» **Task details**: Return the opening lines of the material, word for word. End with the line that contains "always means the".

━━━━━ Source records

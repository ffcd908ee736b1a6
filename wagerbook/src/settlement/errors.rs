//! Settlement error taxonomy surfaced to provider adapters.
//!
//! Domain errors are expected business outcomes, returned as values with
//! enough detail for an adapter to choose its own status vocabulary; they are
//! not failures for logging or alerting purposes. `Internal` always means the
//! atomic unit rolled back and the call is safe to retry.

use crate::bets::{BetError, BetStatus};
use crate::wallet::WalletError;
use thiserror::Error;

/// Settlement errors
#[derive(Debug, Error)]
pub enum SettlementError {
    /// Malformed or missing canonical fields; rejected before touching storage
    #[error("Validation error: {0}")]
    Validation(String),

    /// No player identity, or no wallet row for the identity
    #[error("No user found")]
    NoUser,

    /// Stake exceeds the wallet balance
    #[error("Insufficient funds: available {available}, required {required}")]
    InsufficientFunds { available: i64, required: i64 },

    /// A bet with this transaction id already exists
    #[error("Bet already exists: {0}")]
    DuplicateTransaction(String),

    /// The referenced bet is already in a settled state; carries the current
    /// balance so adapters can answer success + already-processed
    #[error("Bet already settled")]
    AlreadySettled { balance: i64 },

    /// No bet matches the referenced transaction id
    #[error("Bet does not exist: {0}")]
    BetNotFound(String),

    /// The bet lifecycle does not permit the requested change
    #[error("Illegal transition: {from} -> {to}")]
    IllegalTransition { from: BetStatus, to: BetStatus },

    /// The caller's role does not permit this operation
    #[error("Operation not permitted for this caller")]
    Forbidden,

    /// Unexpected storage failure; the transaction rolled back
    #[error("Internal error: {0}")]
    Internal(String),
}

impl SettlementError {
    /// Stable numeric wire code, matching the provider vocabulary of the
    /// operator platform (1xx caller problems, 2xx bet/balance problems,
    /// 999 unknown).
    pub fn wire_code(&self) -> u16 {
        match self {
            SettlementError::Validation(_) => 100,
            SettlementError::NoUser => 102,
            SettlementError::Forbidden => 105,
            SettlementError::InsufficientFunds { .. } => 201,
            SettlementError::DuplicateTransaction(_) => 202,
            SettlementError::AlreadySettled { .. } => 203,
            SettlementError::BetNotFound(_) => 204,
            SettlementError::IllegalTransition { .. } => 205,
            SettlementError::Internal(_) => 999,
        }
    }

    /// Machine-readable code for the canonical JSON result.
    pub fn code(&self) -> &'static str {
        match self {
            SettlementError::Validation(_) => "validation_error",
            SettlementError::NoUser => "no_user",
            SettlementError::Forbidden => "forbidden",
            SettlementError::InsufficientFunds { .. } => "insufficient_funds",
            SettlementError::DuplicateTransaction(_) => "duplicate_transaction",
            SettlementError::AlreadySettled { .. } => "already_settled",
            SettlementError::BetNotFound(_) => "bet_not_found",
            SettlementError::IllegalTransition { .. } => "illegal_transition",
            SettlementError::Internal(_) => "internal_error",
        }
    }

    /// Client-safe message that never leaks storage detail.
    pub fn client_message(&self) -> String {
        match self {
            SettlementError::Internal(_) => "Internal error".to_string(),
            _ => self.to_string(),
        }
    }
}

impl From<WalletError> for SettlementError {
    fn from(err: WalletError) -> Self {
        match err {
            WalletError::WalletNotFound(_) => SettlementError::NoUser,
            WalletError::InsufficientBalance {
                available,
                required,
            } => SettlementError::InsufficientFunds {
                available,
                required,
            },
            WalletError::InvalidAmount(amount) => {
                SettlementError::Validation(format!("invalid amount: {amount}"))
            }
            WalletError::BalanceOverflow => {
                SettlementError::Internal("balance overflow".to_string())
            }
            WalletError::WalletExists(user_id) => {
                SettlementError::Validation(format!("wallet already exists for user {user_id}"))
            }
            WalletError::Database(e) => SettlementError::Internal(e.to_string()),
        }
    }
}

impl From<BetError> for SettlementError {
    fn from(err: BetError) -> Self {
        match err {
            BetError::DuplicateTransaction(id) => SettlementError::DuplicateTransaction(id),
            BetError::NotFound(id) => SettlementError::BetNotFound(id),
            BetError::IllegalTransition { from, to } => {
                SettlementError::IllegalTransition { from, to }
            }
            BetError::Database(e) => SettlementError::Internal(e.to_string()),
        }
    }
}

impl From<sqlx::Error> for SettlementError {
    fn from(err: sqlx::Error) -> Self {
        SettlementError::Internal(err.to_string())
    }
}

/// Result type for settlement operations
pub type SettlementResult<T> = Result<T, SettlementError>;

#[cfg(test)]
mod tests {
    use super::*;

    #[test]
    fn test_wire_codes_match_provider_vocabulary() {
        assert_eq!(SettlementError::NoUser.wire_code(), 102);
        assert_eq!(
            SettlementError::InsufficientFunds {
                available: 0,
                required: 1
            }
            .wire_code(),
            201
        );
        assert_eq!(
            SettlementError::DuplicateTransaction("t".into()).wire_code(),
            202
        );
        assert_eq!(SettlementError::AlreadySettled { balance: 0 }.wire_code(), 203);
        assert_eq!(SettlementError::BetNotFound("t".into()).wire_code(), 204);
        assert_eq!(SettlementError::Internal("boom".into()).wire_code(), 999);
    }

    #[test]
    fn test_internal_message_is_sanitized() {
        let err = SettlementError::Internal("connection refused on 10.0.0.3:5432".into());
        assert_eq!(err.client_message(), "Internal error");
        assert_eq!(err.code(), "internal_error");
    }

    #[test]
    fn test_wallet_not_found_maps_to_no_user() {
        let err: SettlementError = WalletError::WalletNotFound(7).into();
        assert!(matches!(err, SettlementError::NoUser));
    }
}
//! Settlement server library.
//!
//! Exposes the wagerbook settlement core over HTTP: canonical provider
//! callbacks, operator endpoints, health checks, and Prometheus metrics.

pub mod api;
pub mod config;
pub mod logging;
pub mod metrics;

━━━━━━━━━━

» **Expected output**:
repository ffcd908ee736b1a6
filename wagerbook/src/settlement/errors.rs
//! Settlement error taxonomy surfaced to provider adapters.
//!
//! Domain errors are expected business outcomes, returned as values with
//! enough detail for an adapter to choose its own status vocabulary; they are
//! not failures for logging or alerting purposes. `Internal` always means the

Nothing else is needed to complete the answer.